Provided material:
+ + + + + + +
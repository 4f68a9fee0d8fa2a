//! Multipart messages.

use bytes::Bytes;

/// An ordered list of byte frames travelling as one unit.
///
/// Application payloads are single-part. Routing sockets prepend an
/// envelope frame naming the peer a reply has to go back to.
#[derive(Debug, Clone, PartialEq, Eq, Default)]
pub struct Message {
    parts: Vec<Bytes>,
}

impl Message {
    pub fn new(parts: Vec<Bytes>) -> Self {
        Self { parts }
    }

    /// Creates a single-part message.
    pub fn single(part: impl Into<Bytes>) -> Self {
        Self {
            parts: vec![part.into()],
        }
    }

    pub fn parts(&self) -> &[Bytes] {
        &self.parts
    }

    pub fn into_parts(self) -> Vec<Bytes> {
        self.parts
    }

    pub fn len(&self) -> usize {
        self.parts.len()
    }

    pub fn is_empty(&self) -> bool {
        self.parts.is_empty()
    }

    /// Prepends an envelope frame.
    pub fn push_front(&mut self, part: Bytes) {
        self.parts.insert(0, part);
    }

    /// Removes and returns the first frame.
    pub fn pop_front(&mut self) -> Option<Bytes> {
        if self.parts.is_empty() {
            None
        } else {
            Some(self.parts.remove(0))
        }
    }

    /// Returns the payload frame (the last one).
    pub fn payload(&self) -> Option<&Bytes> {
        self.parts.last()
    }
}

impl From<Bytes> for Message {
    fn from(part: Bytes) -> Self {
        Self::single(part)
    }
}

impl From<Vec<u8>> for Message {
    fn from(part: Vec<u8>) -> Self {
        Self::single(part)
    }
}

#[cfg(test)]
mod tests {
    use super::*;

    #[test]
    fn test_envelope_push_and_pop() {
        let mut msg = Message::single(Bytes::from_static(b"payload"));
        msg.push_front(Bytes::from_static(b"peer"));

        assert_eq!(msg.len(), 2);
        assert_eq!(msg.payload(), Some(&Bytes::from_static(b"payload")));
        assert_eq!(msg.pop_front(), Some(Bytes::from_static(b"peer")));
        assert_eq!(msg.len(), 1);
    }

    #[test]
    fn test_pop_front_on_empty() {
        let mut msg = Message::default();
        assert!(msg.is_empty());
        assert_eq!(msg.pop_front(), None);
        assert_eq!(msg.payload(), None);
    }
}
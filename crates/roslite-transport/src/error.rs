use std::io;

use thiserror::Error;

/// Errors that can occur while binding, connecting or moving frames.
#[derive(Error, Debug)]
pub enum TransportError {
    #[error("Failed to bind {address}: {source}")]
    Bind {
        address: String,
        #[source]
        source: io::Error,
    },

    #[error("Failed to connect to {address}: {source}")]
    Connect {
        address: String,
        #[source]
        source: io::Error,
    },

    #[error("Address already in use: {address}")]
    AddressInUse { address: String },

    /// In-process connect to a name nobody has bound
    #[error("Nothing is bound at {address}")]
    NotBound { address: String },

    #[error("Invalid frame: {0}")]
    InvalidFrame(String),

    #[error("Connection closed")]
    Closed,

    #[error("I/O error: {0}")]
    Io(#[from] io::Error),
}

/// Why a bound socket could not hand a message to its peers.
#[derive(Error, Debug, Clone, Copy, PartialEq, Eq)]
pub enum SendError {
    /// A peer queue is full; the message was not delivered there
    #[error("Peer queue full, message dropped")]
    WouldBlock,

    /// No peer is connected to take the message
    #[error("No peers connected")]
    NoPeers,

    /// Router message with a missing or unknown peer envelope
    #[error("Message cannot be routed to a connected peer")]
    Unroutable,
}
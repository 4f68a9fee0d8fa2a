//! Forwarding proxies.
//!
//! A proxy is a frontend/backend socket pair for one (kind, name):
//!
//! ```text
//! channel:  publishers ──▶ frontend (fan-in)  ══▶ backend (fan-out) ──▶ subscribers
//! service:  requesters ◀─▶ frontend (router)  ◀═▶ backend (dealer)  ◀─▶ providers
//! ```
//!
//! Frontend to backend never waits: if the backend cannot take a message
//! it is dropped. Backend to frontend (service replies) waits for space.

use roslite_core::{Address, Kind, Locality, Scheme};
use roslite_protocol::AddressPair;
use roslite_transport::{
    BoundSocket, Context, Message, Poller, SendError, SocketEvent, SocketKind, Token,
    TransportError,
};
use tracing::{debug, info, trace};

use super::registry::{ProxyKey, Side};
use crate::config::AtlasConfig;
use crate::error::AtlasError;

/// The three addresses one endpoint is bound to.
#[derive(Debug, Clone, PartialEq, Eq)]
pub struct Bindings {
    pub inproc: Address,
    pub ipc: Address,
    pub tcp: Address,
}

impl Bindings {
    /// The binding a requester of the given locality can reach.
    pub fn for_locality(&self, locality: Locality) -> &Address {
        match locality {
            Locality::SameProcess => &self.inproc,
            Locality::SameHost => &self.ipc,
            Locality::CrossHost => &self.tcp,
        }
    }
}

/// One bound endpoint of a proxy.
struct Endpoint {
    id: u64,
    socket: BoundSocket,
    bindings: Bindings,
}

impl Endpoint {
    async fn bind(
        context: &Context,
        poller: &Poller,
        config: &AtlasConfig,
        kind: SocketKind,
        id: u64,
    ) -> Result<Self, TransportError> {
        let inproc = Address::inproc_for_id(id);
        let ipc = Address::ipc_for_id(&config.ipc_dir, config.identity.pid, id);
        let tcp = Address::tcp(config.identity.interface.clone(), 0);

        let socket = BoundSocket::bind(
            context,
            kind,
            &[inproc.clone(), ipc.clone(), tcp.clone()],
            poller.register(id),
        )
        .await?;

        // Port 0 was requested; pick up the one the OS assigned.
        let tcp = socket
            .addresses()
            .iter()
            .find(|address| address.scheme() == Scheme::Tcp)
            .cloned()
            .unwrap_or(tcp);

        Ok(Self {
            id,
            socket,
            bindings: Bindings { inproc, ipc, tcp },
        })
    }
}

/// Frontend/backend forwarding pair for one name.
pub struct Proxy {
    key: ProxyKey,
    frontend: Endpoint,
    backend: Endpoint,
}

impl Proxy {
    /// Binds both endpoints on all three transports.
    pub(crate) async fn create(
        context: &Context,
        poller: &Poller,
        config: &AtlasConfig,
        key: ProxyKey,
        frontend_id: u64,
        backend_id: u64,
    ) -> Result<Self, AtlasError> {
        let (front_kind, back_kind) = match key.kind {
            Kind::Channel => (SocketKind::FanIn, SocketKind::FanOut),
            Kind::Service => (SocketKind::Router, SocketKind::Dealer),
        };

        let creation_error = |source| AtlasError::ProxyCreation {
            kind: key.kind,
            name: key.name.clone(),
            source,
        };

        let frontend = Endpoint::bind(context, poller, config, front_kind, frontend_id)
            .await
            .map_err(creation_error)?;
        let backend = Endpoint::bind(context, poller, config, back_kind, backend_id)
            .await
            .map_err(creation_error)?;

        info!(
            proxy = %key,
            frontend_inproc = %frontend.bindings.inproc,
            frontend_ipc = %frontend.bindings.ipc,
            frontend_tcp = %frontend.bindings.tcp,
            backend_inproc = %backend.bindings.inproc,
            backend_ipc = %backend.bindings.ipc,
            backend_tcp = %backend.bindings.tcp,
            "Created proxy"
        );

        Ok(Self {
            key,
            frontend,
            backend,
        })
    }

    pub fn key(&self) -> &ProxyKey {
        &self.key
    }

    pub fn kind(&self) -> Kind {
        self.key.kind
    }

    /// Endpoint id, which is also the poller token of that side.
    pub fn token(&self, side: Side) -> Token {
        self.endpoint(side).id
    }

    pub fn bindings(&self, side: Side) -> &Bindings {
        &self.endpoint(side).bindings
    }

    /// Number of peers currently connected to one side.
    pub fn peer_count(&self, side: Side) -> usize {
        self.endpoint(side).socket.peer_count()
    }

    /// Role-tagged addresses for a requester of the given locality.
    pub fn address_pair(&self, locality: Locality) -> AddressPair {
        AddressPair::new(
            self.key.kind,
            self.frontend.bindings.for_locality(locality).clone(),
            self.backend.bindings.for_locality(locality).clone(),
        )
    }

    fn endpoint(&self, side: Side) -> &Endpoint {
        match side {
            Side::Frontend => &self.frontend,
            Side::Backend => &self.backend,
        }
    }

    fn endpoint_mut(&mut self, side: Side) -> &mut Endpoint {
        match side {
            Side::Frontend => &mut self.frontend,
            Side::Backend => &mut self.backend,
        }
    }

    /// Applies a poller event to one side and forwards whatever message it
    /// produced to the other side.
    pub(crate) async fn handle_event(&mut self, side: Side, event: SocketEvent) {
        let Some(message) = self.endpoint_mut(side).socket.handle_event(event) else {
            return;
        };

        match side {
            Side::Frontend => self.forward_to_backend(message),
            Side::Backend => self.forward_to_frontend(message).await,
        }
    }

    fn forward_to_backend(&mut self, message: Message) {
        match self.backend.socket.try_send(message) {
            Ok(()) => trace!(proxy = %self.key, "Forwarded to backend"),
            Err(SendError::WouldBlock) | Err(SendError::NoPeers) => {
                debug!(proxy = %self.key, "Backend not available, message dropped");
            }
            Err(e) => debug!(proxy = %self.key, error = %e, "Forward to backend failed"),
        }
    }

    async fn forward_to_frontend(&mut self, message: Message) {
        if self.key.kind == Kind::Channel {
            trace!(proxy = %self.key, "Ignoring message from subscriber");
            return;
        }

        match self.frontend.socket.send(message).await {
            Ok(()) => trace!(proxy = %self.key, "Forwarded to frontend"),
            Err(e) => debug!(proxy = %self.key, error = %e, "Reply dropped"),
        }
    }
}

#[cfg(test)]
mod tests {
    use super::*;
    use roslite_core::{Identity, Name};

    fn config(dir: &std::path::Path) -> AtlasConfig {
        AtlasConfig::new(Address::tcp("127.0.0.1", 0), "127.0.0.1")
            .with_identity(Identity::new("127.0.0.1", 7))
            .with_ipc_dir(dir)
    }

    #[tokio::test]
    async fn test_create_binds_three_transports_per_side() {
        let dir = tempfile::tempdir().unwrap();
        let ctx = Context::new();
        let poller = Poller::new();
        let key = ProxyKey::new(Kind::Channel, Name::new("chatter").unwrap());

        let proxy = Proxy::create(&ctx, &poller, &config(dir.path()), key, 1000, 1001)
            .await
            .unwrap();

        let front = proxy.bindings(Side::Frontend);
        assert_eq!(front.inproc.to_string(), "inproc://id1000");
        assert_eq!(front.ipc, Address::Ipc(dir.path().join("atlas7id1000")));
        assert!(matches!(&front.tcp, Address::Tcp { port, .. } if *port != 0));

        let back = proxy.bindings(Side::Backend);
        assert_eq!(back.inproc.to_string(), "inproc://id1001");
        assert_eq!(proxy.token(Side::Frontend), 1000);
        assert_eq!(proxy.token(Side::Backend), 1001);
        assert_eq!(ctx.inproc_count(), 2);
    }

    #[tokio::test]
    async fn test_address_pair_follows_locality() {
        let dir = tempfile::tempdir().unwrap();
        let ctx = Context::new();
        let poller = Poller::new();
        let key = ProxyKey::new(Kind::Service, Name::new("echo").unwrap());
        let proxy = Proxy::create(&ctx, &poller, &config(dir.path()), key, 1000, 1001)
            .await
            .unwrap();

        let cases = [
            (Locality::SameProcess, Scheme::Inproc),
            (Locality::SameHost, Scheme::Ipc),
            (Locality::CrossHost, Scheme::Tcp),
        ];
        for (locality, scheme) in cases {
            let pair = proxy.address_pair(locality);
            assert_eq!(pair.kind, Kind::Service);
            assert_eq!(pair.front.scheme(), scheme, "{}", locality.as_str());
            assert_eq!(pair.back.scheme(), scheme, "{}", locality.as_str());
            assert_ne!(pair.front, pair.back);
        }
    }
}
use std::io;
use std::path::PathBuf;

use roslite_node::NodeError;
use thiserror::Error;

/// Errors that can stop the registrar.
#[derive(Error, Debug)]
pub enum RegistrarError {
    #[error("Node error: {0}")]
    Node(#[from] NodeError),

    #[error("Failed to read store {path}: {source}")]
    Load {
        path: PathBuf,
        #[source]
        source: io::Error,
    },

    #[error("Store {path} is not a JSON object: {source}")]
    Parse {
        path: PathBuf,
        #[source]
        source: serde_json::Error,
    },

    #[error("Failed to write store {path}: {source}")]
    Save {
        path: PathBuf,
        #[source]
        source: io::Error,
    },
}
//! Domain-specific error types following panic-free policy.

use thiserror::Error;

/// Errors that can occur when building domain values.
#[derive(Error, Debug, Clone, PartialEq, Eq)]
pub enum DomainError {
    /// Channel or service name was empty
    #[error("Name must not be empty")]
    EmptyName,

    /// Address string has no recognised scheme
    #[error("Unsupported address scheme in {address:?} (expected inproc://, ipc:// or tcp://)")]
    UnsupportedScheme { address: String },

    /// Address string is structurally invalid
    #[error("Invalid address {address:?}: {reason}")]
    InvalidAddress { address: String, reason: String },
}

/// Result type for domain operations.
pub type DomainResult<T> = Result<T, DomainError>;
+ + + + + + +
Line count for the string "AtlasConfig": give the number of lines in the listing that hold it, with no other output.

Solution to this exercise: 5